RFR: 8366421: ModifiedUtf.utfLen may overflow for giant string

Wed Sep 24 00:39:08 UTC 2025

On Thu, 18 Sep 2025 13:09:10 GMT, Chen Liang <liach at openjdk.org> wrote:

>> Hi @RogerRiggs @liach 
>> Thanks for the suggestion. 
>> Creating a string of Integer.MAX_VALUE/2 characters would require enormous memory, even using a file, since the JVM still needs to hold the string content in memory when reading it back.
>> Instead, i used a small string chunk with 1-, 2-, and 3-byte UTF-8 characters and repeatedly called ModifiedUtf.utfLen() in a loop, accumulating the total in a long.

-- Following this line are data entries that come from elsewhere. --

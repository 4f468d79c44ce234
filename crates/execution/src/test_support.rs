//! In-process collaborators for execution tests.

use crate::config::{ExecutionSettings, PositionConfig};
use crate::context::AutomatorContext;
use crate::manager::PositionManager;
use async_trait::async_trait;
use chrono::Utc;
use clmm_autopilot_data::{InMemoryPositionStore, PositionKey, PositionRecord};
use clmm_autopilot_domain::entities::{
    PoolSnapshot, PositionSnapshot, RewardInfo, Token, TokenBalance,
};
use clmm_autopilot_domain::enums::Protocol;
use clmm_autopilot_domain::math::concentrated_liquidity::IncreaseLiquidityQuote;
use clmm_autopilot_domain::math::tick_math::tick_to_sqrt_price_x64;
use clmm_autopilot_domain::value_objects::{Percentage, TickRange};
use clmm_autopilot_protocols::cache::{Clock, ManualClock};
use clmm_autopilot_protocols::{
    OpenedPosition, PendingTransaction, PoolClient, PriceOracle, ProtocolError, SwapAggregator,
    SwapRoute, TokenAccountProvider, TokenRegistry, TransactionReceipt, TransactionSubmitter,
};
use clmm_autopilot_strategy::StrategyKind;
use rust_decimal::Decimal;
use std::collections::HashMap;
use std::sync::{Arc, Mutex};

pub(crate) const POOL: &str = "pool-1";
pub(crate) const MINT_A: &str = "mint-a";
pub(crate) const MINT_B: &str = "mint-b";
pub(crate) const REWARD_MINT: &str = "reward-mint";

/// Pool with spacing 64, token A with 9 decimals and token B with 6.
pub(crate) fn pool_at(tick: i32) -> PoolSnapshot {
    PoolSnapshot {
        address: POOL.to_string(),
        token_mint_a: MINT_A.to_string(),
        token_mint_b: MINT_B.to_string(),
        token_vault_a: "vault-a".to_string(),
        token_vault_b: "vault-b".to_string(),
        sqrt_price: tick_to_sqrt_price_x64(tick).unwrap(),
        tick_current_index: tick,
        tick_spacing: 64,
        fee_rate: 3000,
        liquidity: 0,
        reward_infos: std::array::from_fn(|_| RewardInfo::empty()),
    }
}

pub(crate) fn position_at(address: &str, lower: i32, upper: i32, liquidity: u128) -> PositionSnapshot {
    PositionSnapshot {
        address: address.to_string(),
        whirlpool: POOL.to_string(),
        position_mint: format!("{address}-mint"),
        liquidity,
        tick_lower_index: lower,
        tick_upper_index: upper,
        fee_owed_a: 0,
        fee_owed_b: 0,
        reward_owed: [0; 3],
    }
}

fn transaction(label: String) -> PendingTransaction {
    PendingTransaction::new(label, Vec::new())
}

#[derive(Default)]
pub(crate) struct FakePools {
    pools: Mutex<HashMap<String, PoolSnapshot>>,
    positions: Mutex<HashMap<String, PositionSnapshot>>,
    calls: Mutex<Vec<String>>,
    decreases: Mutex<Vec<(u128, u64, u64)>>,
    fail_reads: Mutex<bool>,
}

impl FakePools {
    pub(crate) fn calls(&self) -> Vec<String> {
        self.calls.lock().unwrap().clone()
    }

    pub(crate) fn last_decrease(&self) -> Option<(u128, u64, u64)> {
        self.decreases.lock().unwrap().last().copied()
    }

    /// Position reads fail with an RPC error instead of `NotFound`.
    pub(crate) fn fail_position_reads(&self) {
        *self.fail_reads.lock().unwrap() = true;
    }

    fn call(&self, label: String) -> PendingTransaction {
        self.calls.lock().unwrap().push(label.clone());
        transaction(label)
    }
}

#[async_trait]
impl PoolClient for FakePools {
    async fn get_pool(&self, address: &str) -> Result<PoolSnapshot, ProtocolError> {
        self.pools
            .lock()
            .unwrap()
            .get(address)
            .cloned()
            .ok_or_else(|| ProtocolError::NotFound(address.to_string()))
    }

    async fn get_position(&self, address: &str) -> Result<PositionSnapshot, ProtocolError> {
        if *self.fail_reads.lock().unwrap() {
            return Err(ProtocolError::Rpc("connection reset".to_string()));
        }
        self.positions
            .lock()
            .unwrap()
            .get(address)
            .cloned()
            .ok_or_else(|| ProtocolError::NotFound(address.to_string()))
    }

    async fn open_position(
        &self,
        pool: &PoolSnapshot,
        range: TickRange,
        quote: &IncreaseLiquidityQuote,
    ) -> Result<OpenedPosition, ProtocolError> {
        let mut positions = self.positions.lock().unwrap();
        let address = format!("position-{}", positions.len() + 1);
        let mut position = position_at(&address, range.lower, range.upper, quote.liquidity_amount);
        position.whirlpool = pool.address.clone();
        positions.insert(address.clone(), position);
        Ok(OpenedPosition {
            position_mint: format!("{address}-mint"),
            position_address: address,
            transaction: self.call(format!("open position {range}")),
        })
    }

    async fn increase_liquidity(
        &self,
        _pool: &PoolSnapshot,
        position: &PositionSnapshot,
        _quote: &IncreaseLiquidityQuote,
    ) -> Result<PendingTransaction, ProtocolError> {
        Ok(self.call(format!("increase liquidity {}", position.address)))
    }

    async fn decrease_liquidity(
        &self,
        _pool: &PoolSnapshot,
        position: &PositionSnapshot,
        liquidity: u128,
        token_min_a: u64,
        token_min_b: u64,
    ) -> Result<PendingTransaction, ProtocolError> {
        self.decreases
            .lock()
            .unwrap()
            .push((liquidity, token_min_a, token_min_b));
        Ok(self.call(format!("decrease liquidity {}", position.address)))
    }

    async fn close_position(
        &self,
        _pool: &PoolSnapshot,
        position: &PositionSnapshot,
        _tolerance: Percentage,
    ) -> Result<PendingTransaction, ProtocolError> {
        Ok(self.call(format!("close position {}", position.address)))
    }

    async fn update_fees_and_rewards(
        &self,
        _pool: &PoolSnapshot,
        position: &PositionSnapshot,
    ) -> Result<PendingTransaction, ProtocolError> {
        Ok(self.call(format!("update fees and rewards {}", position.address)))
    }

    async fn collect_fees(
        &self,
        _pool: &PoolSnapshot,
        position: &PositionSnapshot,
    ) -> Result<PendingTransaction, ProtocolError> {
        Ok(self.call(format!("collect fees {}", position.address)))
    }

    async fn collect_reward(
        &self,
        _pool: &PoolSnapshot,
        position: &PositionSnapshot,
        reward_index: usize,
    ) -> Result<PendingTransaction, ProtocolError> {
        Ok(self.call(format!("collect reward {reward_index} {}", position.address)))
    }
}

/// Confirms everything except labels containing a registered pattern.
#[derive(Default)]
pub(crate) struct FakeSubmitter {
    failing: Mutex<Vec<String>>,
    submitted: Mutex<Vec<String>>,
}

impl FakeSubmitter {
    pub(crate) fn fail_on(&self, pattern: &str) {
        self.failing.lock().unwrap().push(pattern.to_string());
    }

    /// Labels of confirmed transactions.
    pub(crate) fn submitted(&self) -> Vec<String> {
        self.submitted.lock().unwrap().clone()
    }
}

#[async_trait]
impl TransactionSubmitter for FakeSubmitter {
    fn wallet(&self) -> String {
        "wallet".to_string()
    }

    async fn submit(
        &self,
        transaction: &PendingTransaction,
    ) -> Result<TransactionReceipt, ProtocolError> {
        let fails = self
            .failing
            .lock()
            .unwrap()
            .iter()
            .any(|pattern| transaction.label.contains(pattern.as_str()));
        if fails {
            return Err(ProtocolError::Transaction(format!(
                "simulation failed for {}",
                transaction.label
            )));
        }
        let mut submitted = self.submitted.lock().unwrap();
        submitted.push(transaction.label.clone());
        Ok(TransactionReceipt {
            signature: format!("sig-{}", submitted.len()),
            label: transaction.label.clone(),
        })
    }
}

/// Token accounts named `ata-<mint>`.
#[derive(Default)]
pub(crate) struct FakeTokenAccounts {
    balances: Mutex<HashMap<String, u64>>,
    created: Mutex<Vec<String>>,
}

impl FakeTokenAccounts {
    fn decimals(mint: &str) -> u8 {
        if mint == MINT_A { 9 } else { 6 }
    }

    /// Mints whose account was resolved with `create` set.
    pub(crate) fn created(&self) -> Vec<String> {
        self.created.lock().unwrap().clone()
    }
}

#[async_trait]
impl TokenAccountProvider for FakeTokenAccounts {
    async fn resolve_or_create(&self, mint: &str, create: bool) -> Result<String, ProtocolError> {
        if create {
            let mut created = self.created.lock().unwrap();
            if !created.iter().any(|known| known == mint) {
                created.push(mint.to_string());
            }
        }
        Ok(format!("ata-{mint}"))
    }

    async fn balance_of(&self, account: &str) -> Result<TokenBalance, ProtocolError> {
        let mint = account.trim_start_matches("ata-");
        let amount = self.balances.lock().unwrap().get(mint).copied().unwrap_or(0);
        Ok(TokenBalance::new(amount, Self::decimals(mint)))
    }

    async fn mint_decimals(&self, mint: &str) -> Result<u8, ProtocolError> {
        Ok(Self::decimals(mint))
    }
}

#[derive(Default)]
pub(crate) struct FakePrices(Mutex<HashMap<String, Decimal>>);

#[async_trait]
impl PriceOracle for FakePrices {
    async fn usd_price(&self, mint: &str) -> Result<Option<Decimal>, ProtocolError> {
        Ok(self.0.lock().unwrap().get(mint).copied())
    }
}

#[derive(Default)]
pub(crate) struct FakeTokens(Mutex<HashMap<String, Token>>);

#[async_trait]
impl TokenRegistry for FakeTokens {
    async fn token(&self, mint: &str) -> Result<Option<Token>, ProtocolError> {
        Ok(self.0.lock().unwrap().get(mint).cloned())
    }
}

/// Routes every swap through two serialized transactions.
#[derive(Default)]
pub(crate) struct FakeSwaps {
    failing: Mutex<Vec<String>>,
    quoted: Mutex<Vec<(String, String, u64)>>,
}

impl FakeSwaps {
    pub(crate) fn fail_for(&self, input_mint: &str) {
        self.failing.lock().unwrap().push(input_mint.to_string());
    }

    pub(crate) fn quoted(&self) -> Vec<(String, String, u64)> {
        self.quoted.lock().unwrap().clone()
    }
}

#[async_trait]
impl SwapAggregator for FakeSwaps {
    async fn quote(
        &self,
        input_mint: &str,
        output_mint: &str,
        amount: u64,
    ) -> Result<SwapRoute, ProtocolError> {
        if self.failing.lock().unwrap().iter().any(|mint| mint == input_mint) {
            return Err(ProtocolError::NoRoute {
                input_mint: input_mint.to_string(),
                output_mint: output_mint.to_string(),
            });
        }
        self.quoted.lock().unwrap().push((
            input_mint.to_string(),
            output_mint.to_string(),
            amount,
        ));
        Ok(SwapRoute {
            input_mint: input_mint.to_string(),
            output_mint: output_mint.to_string(),
            in_amount: amount,
            out_amount: amount / 2,
            raw: serde_json::Value::Null,
        })
    }

    async fn build_transactions(
        &self,
        route: &SwapRoute,
        _wallet: &str,
    ) -> Result<Vec<PendingTransaction>, ProtocolError> {
        Ok((1..=2)
            .map(|step| {
                PendingTransaction::serialized(
                    format!("swap {} step {step}", route.input_mint),
                    vec![step],
                )
            })
            .collect())
    }
}

/// Fakes wired into an [`AutomatorContext`] around a single pool.
pub(crate) struct Harness {
    pub(crate) pools: Arc<FakePools>,
    pub(crate) submitter: Arc<FakeSubmitter>,
    pub(crate) accounts: Arc<FakeTokenAccounts>,
    pub(crate) prices: Arc<FakePrices>,
    pub(crate) tokens: Arc<FakeTokens>,
    pub(crate) swaps: Arc<FakeSwaps>,
    pub(crate) store: Arc<InMemoryPositionStore>,
    pub(crate) clock: Arc<ManualClock>,
}

impl Harness {
    pub(crate) fn new(pool: PoolSnapshot) -> Self {
        let pools = FakePools::default();
        pools
            .pools
            .lock()
            .unwrap()
            .insert(pool.address.clone(), pool);
        Self {
            pools: Arc::new(pools),
            submitter: Arc::new(FakeSubmitter::default()),
            accounts: Arc::new(FakeTokenAccounts::default()),
            prices: Arc::new(FakePrices::default()),
            tokens: Arc::new(FakeTokens::default()),
            swaps: Arc::new(FakeSwaps::default()),
            store: Arc::new(InMemoryPositionStore::new()),
            clock: Arc::new(ManualClock::new(Utc::now())),
        }
    }

    pub(crate) fn context(&self) -> Arc<AutomatorContext> {
        Arc::new(AutomatorContext {
            pools: self.pools.clone(),
            submitter: self.submitter.clone(),
            token_accounts: self.accounts.clone(),
            prices: self.prices.clone(),
            tokens: self.tokens.clone(),
            swaps: self.swaps.clone(),
            store: self.store.clone(),
            clock: self.clock.clone(),
            settings: ExecutionSettings::default(),
        })
    }

    pub(crate) fn position_config(strategy: StrategyKind, distribution: Decimal) -> PositionConfig {
        PositionConfig {
            pool: POOL.to_string(),
            strategy,
            distribution,
            ticks: None,
            lower_ticks: None,
        }
    }

    pub(crate) fn manager(&self, strategy: StrategyKind, distribution: Decimal) -> PositionManager {
        PositionManager::new(
            self.context(),
            Protocol::Whirlpool,
            Self::position_config(strategy, distribution),
        )
    }

    pub(crate) fn set_balance(&self, mint: &str, amount: u64) {
        self.accounts
            .balances
            .lock()
            .unwrap()
            .insert(mint.to_string(), amount);
    }

    pub(crate) fn set_price(&self, mint: &str, price: Decimal) {
        self.prices.0.lock().unwrap().insert(mint.to_string(), price);
    }

    pub(crate) fn register_token(&self, mint: &str, symbol: &str, decimals: u8) {
        self.tokens
            .0
            .lock()
            .unwrap()
            .insert(mint.to_string(), Token::new(mint, symbol, decimals, symbol));
    }

    pub(crate) fn add_position(&self, position: PositionSnapshot) {
        self.pools
            .positions
            .lock()
            .unwrap()
            .insert(position.address.clone(), position);
    }

    fn key() -> PositionKey {
        PositionKey::new(Protocol::Whirlpool, POOL)
    }

    /// Persists a record pointing at `address`.
    pub(crate) async fn attach_record(&self, address: &str, strategy: &str) {
        let now = self.clock.now();
        let mut record = PositionRecord::new(&Self::key(), now);
        record.attach(address, strategy, now);
        self.store.insert(record).await;
    }

    pub(crate) async fn stored_record(&self) -> PositionRecord {
        self.store.get(&Self::key()).await.unwrap()
    }
}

This safely simulates a total length exceeding Integer.MAX_VALUE and verifies that the change to long prevents overflow.
>> Could you please take another look when you have time ? Thanks!
>
>> This safely simulates a total length exceeding Integer.MAX_VALUE and verifies that the change to long prevents overflow.
> 
> Can you try derive a **regression** test that fails on mainline and passes with your fix? You can generate a string with `chunk.repeat(iterations)` and run `ModifiedUtf.utfLen` on it.

@liach Thank you for the approval. I combined these tests into a single class mainly to reuse the large string.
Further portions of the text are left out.